Tom Wiltshire tom at electricdruid.net
Sun Dec 29 14:05:55 CET 2013

On 29 Dec 2013, at 11:50, Roman Sowa <modular at go2.pl> wrote:

> I dare to disagree with you.
> Adding an opto isolator in any kind of MIDI-powered translator is highly irrational. It simply replaces plain MIDI cable, so ground at the end of the chain is exactly the same as it was in case of pure cable. Ground loop can appear only if there's some 3rd connection to the device, and there is none in this example.

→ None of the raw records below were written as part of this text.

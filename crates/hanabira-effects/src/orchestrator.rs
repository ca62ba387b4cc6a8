//! Mounting and routing for the active effects.

use hanabira_core::{ACTIVATION_DELAY_MS, EffectsConfig, Viewport};
use rand::SeedableRng;
use rand::rngs::StdRng;

use crate::controller::{AnimationController, ControllerState};
use crate::host::{FrameHandle, Host, SurfaceProvider, TimerHandle};

/// Owns the controllers for one page.
///
/// Nothing is allocated until [`ACTIVATION_DELAY_MS`] after
/// [`EffectOrchestrator::mount`], so the effects never compete with the
/// first paint of the page they decorate.
#[derive(Debug)]
pub struct EffectOrchestrator<P: SurfaceProvider> {
    config: Option<EffectsConfig>,
    provider: P,
    seed: u64,
    activation: Option<TimerHandle>,
    activated: bool,
    controllers: Vec<AnimationController<P::Surface>>,
}

impl<P: SurfaceProvider> EffectOrchestrator<P> {
    /// Create an orchestrator. `seed` feeds every field's RNG.
    pub fn new(config: Option<EffectsConfig>, provider: P, seed: u64) -> Self {
        Self {
            config,
            provider,
            seed,
            activation: None,
            activated: false,
            controllers: Vec::new(),
        }
    }

    /// Arm the deferred activation.
    ///
    /// Without a configuration, or with every effect switched off, this
    /// does nothing at all: no timer, no surfaces.
    pub fn mount(&mut self, host: &mut Host) {
        if self.activated || self.activation.is_some() {
            return;
        }
        match self.config {
            Some(config) if config.any() => {
                self.activation = Some(host.set_timeout(ACTIVATION_DELAY_MS));
                log::debug!("effects {config:?} activate in {ACTIVATION_DELAY_MS}ms");
            }
            _ => log::debug!("no effects configured"),
        }
    }

    fn activate(&mut self, host: &mut Host) {
        self.activated = true;
        let Some(config) = self.config else {
            return;
        };
        for (index, effect) in config.enabled().enumerate() {
            let rng = StdRng::seed_from_u64(self.seed.wrapping_add(index as u64));
            match AnimationController::mount(effect, host, &mut self.provider, rng) {
                Ok(controller) => self.controllers.push(controller),
                Err(err) => log::warn!("{} disabled: {err}", effect.name()),
            }
        }
        log::info!("activated {} effect(s)", self.controllers.len());
    }

    /// Route a fired timer to whoever owns it.
    pub fn on_timer(&mut self, handle: TimerHandle, host: &mut Host) {
        if self.activation == Some(handle) {
            self.activation = None;
            self.activate(host);
            return;
        }
        for controller in &mut self.controllers {
            if controller.on_timer(handle) {
                return;
            }
        }
    }

    /// Route a frame callback to the controller that requested it.
    pub fn on_frame(&mut self, handle: FrameHandle, timestamp: f64, host: &mut Host) {
        for controller in &mut self.controllers {
            if controller.on_frame(handle, timestamp, host) {
                break;
            }
        }
        self.controllers
            .retain(|c| c.state() != ControllerState::Stopped);
    }

    /// Run one cooperative step at host time `now_ms`: fire due timers,
    /// then serve every frame requested before this step.
    pub fn pump(&mut self, host: &mut Host, now_ms: f64) {
        for timer in host.advance_to(now_ms) {
            self.on_timer(timer, host);
        }
        let now = host.now();
        for frame in host.take_frame_requests() {
            self.on_frame(frame, now, host);
        }
    }

    /// Record a new viewport and notify every listening controller.
    pub fn resize(&mut self, host: &mut Host, viewport: Viewport) {
        if host.set_viewport(viewport) {
            log::debug!("viewport resized to {}x{}", viewport.width, viewport.height);
        }
        let listeners = host.resize_listeners().to_vec();
        for listener in listeners {
            for controller in &mut self.controllers {
                if controller.on_resize(listener, viewport) {
                    break;
                }
            }
        }
    }

    /// Cancel the pending activation and tear every controller down.
    pub fn unmount(&mut self, host: &mut Host) {
        if let Some(handle) = self.activation.take() {
            host.clear_timeout(handle);
        }
        for mut controller in self.controllers.drain(..) {
            controller.teardown(host);
        }
    }

    pub fn is_activated(&self) -> bool {
        self.activated
    }

    pub fn controllers(&self) -> &[AnimationController<P::Surface>] {
        &self.controllers
    }

    pub fn provider(&self) -> &P {
        &self.provider
    }
}
//! Twinkling star.

use hanabira_core::Viewport;
use rand::Rng;

use super::{Particle, uniform};
use crate::color::WHITE;
use crate::surface::DrawingSurface;

/// A stationary star whose brightness follows a triangle wave.
#[derive(Debug, Clone, PartialEq)]
pub struct Star {
    pub x: f32,
    pub y: f32,
    /// Radius in logical pixels.
    pub size: f32,
    pub opacity: f32,
    /// `1.0` while brightening, `-1.0` while fading.
    pub fade_direction: f32,
    pub fade_speed: f32,
}

impl Particle for Star {
    fn spawn<R: Rng>(bounds: Viewport, rng: &mut R) -> Self {
        Self {
            x: uniform(rng, 0.0, bounds.width),
            y: uniform(rng, 0.0, bounds.height),
            size: uniform(rng, 1.0, 3.5),
            opacity: rng.random::<f32>(),
            fade_direction: if rng.random_bool(0.5) { 1.0 } else { -1.0 },
            fade_speed: uniform(rng, 0.01, 0.03),
        }
    }

    fn update<R: Rng>(&mut self, _bounds_height: f32, _rng: &mut R) -> bool {
        self.opacity += self.fade_direction * self.fade_speed;
        if self.opacity >= 1.0 {
            self.opacity = 1.0;
            self.fade_direction = -1.0;
        } else if self.opacity <= 0.0 {
            self.opacity = 0.0;
            self.fade_direction = 1.0;
        }
        false
    }

    fn draw<S: DrawingSurface + ?Sized>(&self, surface: &mut S) {
        surface.save();
        surface.set_global_alpha(self.opacity);
        surface.set_fill_color(WHITE);
        surface.fill_disc(self.x, self.y, self.size);
        surface.restore();
    }
}

#[cfg(test)]
mod tests {
    use rand::{SeedableRng, rngs::StdRng};

    use super::*;

    #[test]
    fn test_spawn_inside_viewport() {
        let mut rng = StdRng::seed_from_u64(21);
        let bounds = Viewport::new(800.0, 600.0);
        for _ in 0..500 {
            let s = Star::spawn(bounds, &mut rng);
            assert!((0.0..=800.0).contains(&s.x));
            assert!((0.0..=600.0).contains(&s.y));
            assert!((0.0..=1.0).contains(&s.opacity));
            assert!(s.fade_direction == 1.0 || s.fade_direction == -1.0);
            assert!((0.01..=0.03).contains(&s.fade_speed));
        }
    }

    #[test]
    fn test_opacity_triangle_wave() {
        let mut rng = StdRng::seed_from_u64(22);
        let mut star = Star::spawn(Viewport::new(800.0, 600.0), &mut rng);
        let (x, y) = (star.x, star.y);
        let mut flips = 0;
        for _ in 0..5000 {
            let before = star.fade_direction;
            assert!(!star.update(600.0, &mut rng));
            assert!((0.0..=1.0).contains(&star.opacity));
            if star.fade_direction != before {
                flips += 1;
                // Direction only flips exactly on a bound.
                if star.fade_direction < 0.0 {
                    assert_eq!(star.opacity, 1.0);
                } else {
                    assert_eq!(star.opacity, 0.0);
                }
            }
        }
        assert!(flips > 2);
        assert_eq!((star.x, star.y), (x, y));
    }

    #[test]
    fn test_clamps_on_overshoot() {
        let mut rng = StdRng::seed_from_u64(23);
        let mut star = Star {
            x: 0.0,
            y: 0.0,
            size: 1.0,
            opacity: 0.99,
            fade_direction: 1.0,
            fade_speed: 0.03,
        };
        star.update(0.0, &mut rng);
        assert_eq!(star.opacity, 1.0);
        assert_eq!(star.fade_direction, -1.0);

        star.opacity = 0.01;
        star.update(0.0, &mut rng);
        assert_eq!(star.opacity, 0.0);
        assert_eq!(star.fade_direction, 1.0);
    }
}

I agree. Since the specification requires that the MIDI IN you're feeding doesn't have the ground connected, it would be ok for you to connect ground straight through your device. It's perhaps "a bit naughty", but that's about all.
It's a different question if you introduce a power supply to run the box, of course. Then I think the "cable" analogy disappears and I would want to see the job done properly. 

> 5V at MIDI OUT is determined by by 1.2V voltage drop on the opto's LED, 3x220 ohm resistors that are usually found in every MIDI IN-OUT loop, and 5mA standarized requirement for logical zero. I don't think any manufaxturer would risk incompatibility problems using lower voltage at MIDI OUT jack.

I don't agree here. The specification calls for a 5mA current loop, and you can do that at 3.3V as well as at 5V. In fact, I have. Simply adjust the 220R resistors in the MIDI OUT and you're done. As long as the voltage you provide is enough to drive the opto at the far end (e.g. >1.2V, or say 1.5V for safety), the exact level shouldn't be an issue. Isn't that partly the point of using a current loop? MIDI is agnostic about the voltage level - it could be 12V, 5V, or nowadays 3.3V, as long as it's 5mA loop, it's legal.

In fact, I'm a bit surprised you haven't done the same yourself at some point, Roman. Haven't you got some little 3.3V uP-based MIDI gizmo knocking around somewhere?